(WORK TO BE COMPLETED) Take each line from the entries that holds "GAGAGAGA" and copy it out.

Data extracted from a collection

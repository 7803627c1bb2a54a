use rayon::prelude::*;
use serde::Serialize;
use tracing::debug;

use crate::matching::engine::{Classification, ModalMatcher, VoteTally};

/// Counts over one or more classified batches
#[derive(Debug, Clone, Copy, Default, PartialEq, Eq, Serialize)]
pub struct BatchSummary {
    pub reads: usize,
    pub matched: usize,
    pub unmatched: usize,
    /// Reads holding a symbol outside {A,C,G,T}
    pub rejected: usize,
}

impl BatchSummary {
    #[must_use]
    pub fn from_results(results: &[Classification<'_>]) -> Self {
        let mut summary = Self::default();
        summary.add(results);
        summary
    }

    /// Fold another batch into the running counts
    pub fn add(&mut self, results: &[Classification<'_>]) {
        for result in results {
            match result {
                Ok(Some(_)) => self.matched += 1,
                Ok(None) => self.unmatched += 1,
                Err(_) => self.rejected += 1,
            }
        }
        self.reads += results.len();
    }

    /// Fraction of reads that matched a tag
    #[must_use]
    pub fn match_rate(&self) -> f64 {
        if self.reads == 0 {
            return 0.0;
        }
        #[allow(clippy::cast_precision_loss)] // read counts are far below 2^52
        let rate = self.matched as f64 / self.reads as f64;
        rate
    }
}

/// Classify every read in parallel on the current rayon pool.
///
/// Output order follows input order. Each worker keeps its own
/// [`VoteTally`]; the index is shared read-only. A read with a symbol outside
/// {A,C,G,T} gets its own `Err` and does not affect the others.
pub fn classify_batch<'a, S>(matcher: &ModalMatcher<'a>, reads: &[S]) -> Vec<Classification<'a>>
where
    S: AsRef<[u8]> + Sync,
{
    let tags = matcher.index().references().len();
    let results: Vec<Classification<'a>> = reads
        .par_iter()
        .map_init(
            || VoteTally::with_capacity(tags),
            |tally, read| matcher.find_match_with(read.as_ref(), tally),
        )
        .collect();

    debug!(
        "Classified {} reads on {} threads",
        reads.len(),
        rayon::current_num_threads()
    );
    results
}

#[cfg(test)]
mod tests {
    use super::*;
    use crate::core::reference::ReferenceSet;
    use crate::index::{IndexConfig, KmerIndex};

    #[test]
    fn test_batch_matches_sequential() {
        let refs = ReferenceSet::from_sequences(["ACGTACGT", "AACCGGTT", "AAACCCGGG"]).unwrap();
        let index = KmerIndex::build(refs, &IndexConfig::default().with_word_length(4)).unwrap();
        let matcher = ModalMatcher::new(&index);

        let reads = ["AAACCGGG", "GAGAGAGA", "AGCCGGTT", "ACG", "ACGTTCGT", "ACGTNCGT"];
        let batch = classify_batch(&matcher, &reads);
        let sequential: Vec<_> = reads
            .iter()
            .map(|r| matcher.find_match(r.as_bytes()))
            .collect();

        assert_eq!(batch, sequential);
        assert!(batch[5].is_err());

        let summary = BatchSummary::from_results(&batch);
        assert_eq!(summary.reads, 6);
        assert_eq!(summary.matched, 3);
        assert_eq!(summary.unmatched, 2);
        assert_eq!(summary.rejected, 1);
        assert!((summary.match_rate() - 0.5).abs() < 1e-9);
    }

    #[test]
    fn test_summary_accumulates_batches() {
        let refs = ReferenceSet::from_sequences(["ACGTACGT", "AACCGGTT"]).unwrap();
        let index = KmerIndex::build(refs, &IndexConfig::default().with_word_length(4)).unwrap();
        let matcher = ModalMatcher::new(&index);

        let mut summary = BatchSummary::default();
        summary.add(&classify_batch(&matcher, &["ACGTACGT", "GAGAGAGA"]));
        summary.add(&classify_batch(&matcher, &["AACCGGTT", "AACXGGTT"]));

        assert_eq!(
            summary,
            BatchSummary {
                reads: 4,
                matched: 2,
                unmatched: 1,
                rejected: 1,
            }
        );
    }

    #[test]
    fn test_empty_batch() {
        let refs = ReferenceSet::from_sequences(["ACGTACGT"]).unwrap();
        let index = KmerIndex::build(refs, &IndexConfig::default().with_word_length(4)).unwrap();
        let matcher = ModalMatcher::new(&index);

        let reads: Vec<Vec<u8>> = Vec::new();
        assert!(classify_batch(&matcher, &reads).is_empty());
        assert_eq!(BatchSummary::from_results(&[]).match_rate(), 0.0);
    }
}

--

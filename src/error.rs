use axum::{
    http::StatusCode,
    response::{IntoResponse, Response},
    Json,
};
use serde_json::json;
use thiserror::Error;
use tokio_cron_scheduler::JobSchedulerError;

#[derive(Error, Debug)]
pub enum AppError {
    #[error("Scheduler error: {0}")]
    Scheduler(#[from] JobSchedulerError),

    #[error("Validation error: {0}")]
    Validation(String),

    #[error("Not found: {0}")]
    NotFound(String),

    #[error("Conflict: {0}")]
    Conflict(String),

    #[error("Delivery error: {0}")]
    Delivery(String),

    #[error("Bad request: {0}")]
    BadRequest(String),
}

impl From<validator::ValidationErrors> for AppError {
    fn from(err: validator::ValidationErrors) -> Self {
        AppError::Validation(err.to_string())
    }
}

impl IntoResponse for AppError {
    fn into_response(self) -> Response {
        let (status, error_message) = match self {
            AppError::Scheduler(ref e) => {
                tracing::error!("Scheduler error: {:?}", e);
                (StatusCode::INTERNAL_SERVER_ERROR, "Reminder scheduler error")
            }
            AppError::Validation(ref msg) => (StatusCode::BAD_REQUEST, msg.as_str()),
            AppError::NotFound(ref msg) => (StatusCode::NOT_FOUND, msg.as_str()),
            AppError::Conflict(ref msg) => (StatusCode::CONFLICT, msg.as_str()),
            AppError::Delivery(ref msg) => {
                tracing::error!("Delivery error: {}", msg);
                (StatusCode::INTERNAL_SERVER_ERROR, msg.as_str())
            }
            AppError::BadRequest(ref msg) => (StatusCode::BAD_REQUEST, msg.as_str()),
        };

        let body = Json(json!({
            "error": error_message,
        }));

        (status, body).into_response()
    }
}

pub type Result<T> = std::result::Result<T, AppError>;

--

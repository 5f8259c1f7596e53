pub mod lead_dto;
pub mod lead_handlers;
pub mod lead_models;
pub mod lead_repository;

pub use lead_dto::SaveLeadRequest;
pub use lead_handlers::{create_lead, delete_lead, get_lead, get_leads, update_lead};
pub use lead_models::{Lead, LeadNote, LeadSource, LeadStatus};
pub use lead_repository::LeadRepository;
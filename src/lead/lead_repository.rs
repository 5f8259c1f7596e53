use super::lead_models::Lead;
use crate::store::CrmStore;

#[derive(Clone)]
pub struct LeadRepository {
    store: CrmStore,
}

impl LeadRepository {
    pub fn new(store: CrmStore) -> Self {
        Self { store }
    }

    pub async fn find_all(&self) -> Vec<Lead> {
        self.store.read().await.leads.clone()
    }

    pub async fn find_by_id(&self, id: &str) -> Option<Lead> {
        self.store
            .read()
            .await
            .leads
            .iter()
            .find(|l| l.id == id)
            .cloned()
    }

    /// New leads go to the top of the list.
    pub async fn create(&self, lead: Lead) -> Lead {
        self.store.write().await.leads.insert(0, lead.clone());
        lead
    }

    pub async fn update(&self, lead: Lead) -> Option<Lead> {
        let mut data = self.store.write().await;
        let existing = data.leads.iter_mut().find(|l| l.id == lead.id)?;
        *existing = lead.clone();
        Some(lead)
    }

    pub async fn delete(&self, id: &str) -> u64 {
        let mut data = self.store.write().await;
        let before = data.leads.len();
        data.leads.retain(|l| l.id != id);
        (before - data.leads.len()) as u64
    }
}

(RESULT OF THE TASK)
        let reads = ["AAACCGGG", "GAGAGAGA", "AGCCGGTT", "ACG", "ACGTTCGT", "ACGTNCGT"];
        summary.add(&classify_batch(&matcher, &["ACGTACGT", "GAGAGAGA"]));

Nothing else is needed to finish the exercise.